A flowing pillow of smoke poured from her ample mouth and parted into delicate, translucent fingers. I absently imagined those fingers caressing my face as I focused on my own lips, which spoke lucidly and earnestly of Jesus and His great sensibility.

Part of me wanted to caress her face, as I imagined her smoky digits did mine, to put her bottom lip gently between my teeth and to taste her bitter breath in the midst of a passionate and transcendent moment.

She looked at me with smart interest as I spoke. She'd later tell me that I spoke of Jesus like He was more than a historical figure or a legendary archetype. Like He was a friend with whom I interacted. This was the greatest compliment she ever gave, and to say the least, she knew how compliments should be piled upon each other.

I wanted to sin with her, - which I suppose is sin in itself - to wrap ourselves together in what I imagined would have been blissful and invigorating throws. I'm not sure she ever knew about that, although it seemed clear that I thought we were in some way meant for each other. When she was near, it felt like we were the only two people alive in the whole world.
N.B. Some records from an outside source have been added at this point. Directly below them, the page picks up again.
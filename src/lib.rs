//! Check-in workflow board for a grooming shop.
//!
//! Check-ins move through WAITING → STARTED → FINISHED. A groomer must be
//! assigned before work starts, every stage change is confirmed by the
//! check-in service before the local board reflects it, and a background
//! poll keeps the board reconciled with the service of record.

pub mod api;
pub mod board;
pub mod checkin;
pub mod config;
pub mod error;

#[cfg(test)]
pub(crate) mod test_support;

pub use error::{BoardError, Result};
The air between us was tangible like a hot flame, but she somehow knew to resist me, although neither of us wanted her to. She knew intuitively that a deeper relationship between us wouldn't work, that her restlessness would come out eventually, and that she wouldn't be able to bear a constant reminder that what she wanted to do - to run free on a search for the greatest external source of pleasure and meaning that she could find - wasn't necessarily the best way to get what she was looking for. She may also have instinctively known that I couldn't handle being linked to someone I could so easily find myself giving up everything for to an unhealthy extent, that our continued relationship would probably erupt or erode and eventually bring some level of destruction to both of us.

So the flame eventually was smothered by self-inflicted distance and disconnection. Our relationship ended in a flowing pillow of smoke that parted into delicate, translucent fingers and eventually faded to memory. And while somehow I remember self-rolled cigarette smoke and serotonin rushes and a girl whose smile was free and whose laughter was unrestrained, what I hope she remembers is a dreaming kid who was lost but for a relationship with a God who remains more than the history lets on, and more than the legends can do justice.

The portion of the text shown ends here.